You mentioned that "in one case the deploy failed", do you happen to know what the error message was? I think you could still find the record in the CloudFormation console (or aws cli, whichever you prefer) - go to the stack's "Events" tab and locate the event with an UPDATE_FAILED
state. I'm hoping to get more clues by knowing this error message.
In addition, can you confirm the value of the ContainerImage
parameter in your job's stack? Is it something like ": fae9f246" instead of "
Hello @Lou1415926 When the deploy fails we see an error like
- Updating the infrastructure for stack tech-staging-oreo-dl [update rollback complete] [15.3s]
The following resource(s) failed to update: [TaskDefinition].
- An ECS service to run and maintain your tasks in the environment cluster [not started]
- An ECS task definition to group your containers and run them on ECS [delete complete] [0.0s]
Resource handler returned message: "Invalid request provided: Create T
askDefinition: Container.image repository should not be null or empty.
(Service: AmazonECS; Status Code: 400; Error Code: ClientException; R
equest ID: abc12f74-a49a-42f9-ac85-418debf2f7b2; Proxy: null)" (Reques
tToken: 1d5e884d-bb98-74b6-fddb-8f2bc2265329, HandlerErrorCode: Invali
dRequest)
For the other case (issue #5032) i can confirm that the ContainerImage in the task definition is in the format ":xxxx" without the ".idk.ecr...." prefix.
The enhancement that prevents version downgrades has been released in v1.29.0: https://github.com/aws/copilot-cli/releases/tag/v1.29.0!
@huanjani Thanks for the update.
Is this a server side check or is this built into the CLI. I.e. will this now block clients < 1.29 from interacting with my updated app? Or will this check only work in the future for all clients >= 1.29 (e.g. blocking a 1.29 client from accessing a 1.30 app)
Hello @schm.
Is this a server side check or is this built into the CLI.
It is built into the CLI.
will this now block clients < 1.29 from interacting with my updated app? Or will this check only work in the future for all clients >= 1.29 (e.g. blocking a 1.29 client from accessing a 1.30 app)

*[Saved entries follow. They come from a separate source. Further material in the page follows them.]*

// crates/core/src/error.rs
use std::path::PathBuf;
use thiserror::Error;

/// Errors that can occur when parsing a single stat file.
///
/// The scanner never surfaces these: a file that fails to parse is dropped
/// from the batch and the scan continues.
#[derive(Debug, Error)]
pub enum ParseError {
    #[error("Stat file not found: {path}")]
    NotFound { path: PathBuf },

    #[error("Permission denied reading stat file: {path}")]
    PermissionDenied { path: PathBuf },

    #[error("IO error reading {path}: {source}")]
    Io {
        path: PathBuf,
        #[source]
        source: std::io::Error,
    },

    #[error("Missing required field '{field}' in {path}")]
    MissingField { path: PathBuf, field: &'static str },

    #[error("Invalid value for '{field}' in {path}: {value}")]
    InvalidNumber {
        path: PathBuf,
        field: &'static str,
        value: String,
    },

    #[error("Cannot determine a timestamp for {path}")]
    NoTimestamp { path: PathBuf },
}

impl ParseError {
    pub fn io(path: impl Into<PathBuf>, source: std::io::Error) -> Self {
        let path = path.into();
        match source.kind() {
            std::io::ErrorKind::NotFound => Self::NotFound { path },
            std::io::ErrorKind::PermissionDenied => Self::PermissionDenied { path },
            _ => Self::Io { path, source },
        }
    }
}

/// Errors returned by a directory scan.
///
/// Only the invalid-directory case is terminal; everything else degrades to
/// using less or older data.
#[derive(Debug, Error)]
pub enum ScanError {
    #[error("Stats directory not found or not a directory: {path}")]
    InvalidDirectory { path: PathBuf },
}

/// Errors raised while reading or writing the persisted run cache.
#[derive(Debug, Error)]
pub enum CacheError {
    #[error("Cache file not found: {path}")]
    NotFound { path: PathBuf },

    #[error("Permission denied accessing cache file: {path}")]
    PermissionDenied { path: PathBuf },

    #[error("IO error accessing cache {path}: {source}")]
    Io {
        path: PathBuf,
        #[source]
        source: std::io::Error,
    },

    #[error("Corrupt cache file {path}: {message}")]
    Corrupt { path: PathBuf, message: String },

    #[error("Cannot serialize cache for {path}: {message}")]
    Serialize { path: PathBuf, message: String },
}

impl CacheError {
    pub fn io(path: impl Into<PathBuf>, source: std::io::Error) -> Self {
        let path = path.into();
        match source.kind() {
            std::io::ErrorKind::NotFound => Self::NotFound { path },
            std::io::ErrorKind::PermissionDenied => Self::PermissionDenied { path },
            _ => Self::Io { path, source },
        }
    }
}

/// Errors raised by the settings store.
#[derive(Debug, Error)]
pub enum SettingsError {
    #[error("IO error accessing settings {path}: {source}")]
    Io {
        path: PathBuf,
        #[source]
        source: std::io::Error,
    },

    #[error("Cannot serialize settings for {path}: {message}")]
    Serialize { path: PathBuf, message: String },

    #[error("Home directory not found")]
    HomeDirNotFound,
}

#[cfg(test)]
mod tests {
    use super::*;

    #[test]
    fn test_parse_error_display() {
        let err = ParseError::NotFound {
            path: PathBuf::from("/stats/run - Challenge - x.csv"),
        };
        assert!(err.to_string().contains("/stats/run - Challenge - x.csv"));
        assert!(err.to_string().contains("not found"));
    }

    #[test]
    fn test_parse_error_io_classification() {
        let io_err = std::io::Error::new(std::io::ErrorKind::NotFound, "file not found");
        let err = ParseError::io("/test/path", io_err);
        assert!(matches!(err, ParseError::NotFound { .. }));

        let io_err = std::io::Error::new(std::io::ErrorKind::PermissionDenied, "access denied");
        let err = ParseError::io("/test/path", io_err);
        assert!(matches!(err, ParseError::PermissionDenied { .. }));

        let io_err = std::io::Error::new(std::io::ErrorKind::TimedOut, "timeout");
        let err = ParseError::io("/test/path", io_err);
        assert!(matches!(err, ParseError::Io { .. }));
    }

    #[test]
    fn test_missing_field_names_the_field() {
        let err = ParseError::MissingField {
            path: PathBuf::from("/a.csv"),
            field: "Score",
        };
        assert!(err.to_string().contains("'Score'"));
    }

    #[test]
    fn test_scan_error_display() {
        let err = ScanError::InvalidDirectory {
            path: PathBuf::from("/stats"),
        };
        assert!(err.to_string().contains("/stats"));
    }

    #[test]
    fn test_cache_error_io_classification() {
        let io_err = std::io::Error::new(std::io::ErrorKind::NotFound, "missing");
        assert!(matches!(
            CacheError::io("/cache/history.json", io_err),
            CacheError::NotFound { .. }
        ));

        let io_err = std::io::Error::new(std::io::ErrorKind::PermissionDenied, "denied");
        assert!(matches!(
            CacheError::io("/cache/history.json", io_err),
            CacheError::PermissionDenied { .. }
        ));
    }
}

I think "blocking a 1.29 client from accessing a 1.30 app" this one is a correct statement (if by "client" you meant Copilot CLI), so that your 1.29 client won't be able to accidentally downgrade your 1.30 app (however, this can be overridden by passing --allow-downgrade
flag).
That's very good to know. Thanks for addressing this issue.
For me this issue is resolved right now as we know what was causing the problems and how we can avoid them in the future. Therefore I'm going to close it even though we didn't find a good solution to fix services affected by this problem but completely delete and recreate them.

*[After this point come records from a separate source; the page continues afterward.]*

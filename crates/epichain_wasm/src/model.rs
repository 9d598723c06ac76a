//! Stateless access to the transition model.

use anyhow::{bail, Result};
use epichain_core::analysis::summarize;
use epichain_core::config::MAX_DAYS;
use epichain_core::model::{ModelParameters, TransitionModel};
use serde_wasm_bindgen::to_value;
use wasm_bindgen::prelude::*;

fn parameters(
    infection_probability: f64,
    recovery_probability: f64,
    initial_infected: u32,
    initial_healthy: u32,
    days: u32,
) -> ModelParameters {
    ModelParameters {
        infection_probability,
        recovery_probability,
        initial_infected,
        initial_healthy,
        days,
    }
}

fn check_days(days: u32) -> Result<()> {
    if days > MAX_DAYS {
        bail!("days ({}) exceeds the maximum of {}.", days, MAX_DAYS);
    }
    Ok(())
}

/// Expected `{ day, infected, recovered }` on `day`.
#[wasm_bindgen]
pub fn state_at_day(
    infection_probability: f64,
    recovery_probability: f64,
    initial_infected: u32,
    initial_healthy: u32,
    day: u32,
) -> Result<JsValue, JsValue> {
    let params = parameters(
        infection_probability,
        recovery_probability,
        initial_infected,
        initial_healthy,
        day,
    );
    let state = TransitionModel::default()
        .state_at_day(&params, day)
        .map_err(|e| JsValue::from_str(&e.to_string()))?;
    to_value(&state).map_err(|e| JsValue::from_str(&format!("Serialization error: {}", e)))
}

/// Array of day states for days `0..=days`; `days` may not exceed `MAX_DAYS`.
#[wasm_bindgen]
pub fn day_sequence(
    infection_probability: f64,
    recovery_probability: f64,
    initial_infected: u32,
    initial_healthy: u32,
    days: u32,
) -> Result<JsValue, JsValue> {
    check_days(days).map_err(|e| JsValue::from_str(&e.to_string()))?;
    let params = parameters(
        infection_probability,
        recovery_probability,
        initial_infected,
        initial_healthy,
        days,
    );
    let states = TransitionModel::default()
        .states(&params)
        .map_err(|e| JsValue::from_str(&e.to_string()))?;
    to_value(&states).map_err(|e| JsValue::from_str(&format!("Serialization error: {}", e)))
}

/// Steady state, second eigenvalue and days until within `epsilon` of the steady state.
#[wasm_bindgen]
pub fn chain_summary(
    infection_probability: f64,
    recovery_probability: f64,
    initial_infected: u32,
    initial_healthy: u32,
    epsilon: f64,
) -> Result<JsValue, JsValue> {
    let params = parameters(
        infection_probability,
        recovery_probability,
        initial_infected,
        initial_healthy,
        0,
    );
    let summary = summarize(&TransitionModel::default(), &params, epsilon)
        .map_err(|e| JsValue::from_str(&format!("Chain summary failed: {}", e)))?;
    to_value(&summary).map_err(|e| JsValue::from_str(&format!("Serialization error: {}", e)))
}

#[cfg(test)]
mod tests {
    use super::*;

    #[test]
    fn parameters_keeps_argument_order() {
        let params = parameters(0.1, 0.2, 3, 4, 5);
        assert_eq!(params.infection_probability, 0.1);
        assert_eq!(params.recovery_probability, 0.2);
        assert_eq!(params.initial_infected, 3);
        assert_eq!(params.initial_healthy, 4);
        assert_eq!(params.days, 5);
    }

    #[test]
    fn check_days_caps_sequence_length() {
        assert!(check_days(0).is_ok());
        assert!(check_days(MAX_DAYS).is_ok());
        let err = check_days(MAX_DAYS + 1).expect_err("expected error");
        assert!(err.to_string().contains("exceeds"), "{err}");
        assert!(check_days(u32::MAX).is_err());
    }
}

#[cfg(all(test, target_arch = "wasm32"))]
mod wasm_tests {
    use super::{chain_summary, day_sequence, state_at_day};
    use epichain_core::config::MAX_DAYS;
    use epichain_core::DayState;
    use serde_wasm_bindgen::from_value;
    use wasm_bindgen_test::wasm_bindgen_test;

    #[wasm_bindgen_test]
    fn state_at_day_serializes_first_day() {
        let value = state_at_day(0.03, 0.05, 1, 100, 1).expect("state");
        let state: DayState = from_value(value).expect("deserialize");
        assert_eq!(state.day, 1);
        assert!((state.infected - 5.97).abs() < 1e-9);
        assert!((state.recovered - 95.03).abs() < 1e-9);
    }

    #[wasm_bindgen_test]
    fn day_sequence_has_one_entry_per_day() {
        let value = day_sequence(0.5, 0.5, 0, 100, 4).expect("sequence");
        let states: Vec<DayState> = from_value(value).expect("deserialize");
        assert_eq!(states.len(), 5);
        assert!((states[4].infected - 50.0).abs() < 1e-9);
    }

    #[wasm_bindgen_test]
    fn day_sequence_rejects_days_past_maximum() {
        assert!(day_sequence(0.1, 0.1, 1, 1, MAX_DAYS).is_ok());
        assert!(day_sequence(0.1, 0.1, 1, 1, MAX_DAYS + 1).is_err());
        assert!(day_sequence(0.1, 0.1, 1, 1, u32::MAX).is_err());
    }

    #[wasm_bindgen_test]
    fn chain_summary_rejects_bad_epsilon() {
        assert!(chain_summary(0.1, 0.1, 1, 1, 0.5).is_ok());
        assert!(chain_summary(0.1, 0.1, 1, 1, -1.0).is_err());
    }
}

Thanks again for your support. That's much appreciated.
Hey,
last week we upgraded our main copilot app by running
app upgrade
. Since then we're running into strange issues when redeploying any kind of service in the same app.We were creating the app with copilot 1.22.0. We've been using the latest release of the copilot-cli for each deployment. And we've only triggered
app upgrade
last week in order to use static sites.For App Runner based services we see the following error:
For ECS based services we see this error:
So both errors seem to be related to ECR.
What we found out already:
app upgrade
. but for others the next deployment directly failed.I would love to get any feedback on how we can further debug this issue as this is blocking our teams. I'll happily provide more information, if you tell me which.